What to do: Only one portion of the data is to be written out: from the line bearing "use crate::device::DeviceRecord;" through the line bearing "#[derive(Debug, Clone, Default)]". Write it exactly as it appears.
_____
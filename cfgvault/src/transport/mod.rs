//! SSH transport layer wrapping russh.
//!
//! This module provides connection setup, authentication and shell
//! creation, plus the [`Connector`] seam the session pool opens devices
//! through.

pub mod config;
mod ssh;

pub use config::{HostKeyVerification, SshConfig, SshOptions};
pub use ssh::{SshShell, SshTransport};

use std::future::Future;

use crate::channel::ShellChannel;
use crate::device::DeviceRecord;
use crate::error::TransportError;

/// Opens an interactive shell on a device.
///
/// The pool bounds every call with its own connect timeout.
pub trait Connector: Send + Sync + 'static {
    /// The shell handed to the session driver.
    type Shell: ShellChannel + 'static;

    /// Connect, authenticate and open an interactive shell.
    fn connect(
        &self,
        device: &DeviceRecord,
    ) -> impl Future<Output = Result<Self::Shell, TransportError>> + Send;
}

/// Production connector: SSH with a PTY shell.
#[derive(Debug, Clone, Default)]
pub struct SshConnector {
    options: SshOptions,
}

impl SshConnector {
    pub fn new(options: SshOptions) -> Self {
        Self { options }
    }

    pub fn options(&self) -> &SshOptions {
        &self.options
    }
}

impl Connector for SshConnector {
    type Shell = SshShell;

    async fn connect(&self, device: &DeviceRecord) -> Result<SshShell, TransportError> {
        let config = self
            .options
            .for_host(&device.address, device.port, &device.username);
        let transport = SshTransport::connect(config, &device.credentials).await?;
        Ok(transport.open_shell().await?)
    }
}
_____
Exercise answer:
use crate::device::DeviceRecord;
use crate::error::TransportError;

/// Opens an interactive shell on a device.
///
/// The pool bounds every call with its own connect timeout.
pub trait Connector: Send + Sync + 'static {
    /// The shell handed to the session driver.
    type Shell: ShellChannel + 'static;

    /// Connect, authenticate and open an interactive shell.
    fn connect(
        &self,
        device: &DeviceRecord,
    ) -> impl Future<Output = Result<Self::Shell, TransportError>> + Send;
}

/// Production connector: SSH with a PTY shell.
#[derive(Debug, Clone, Default)]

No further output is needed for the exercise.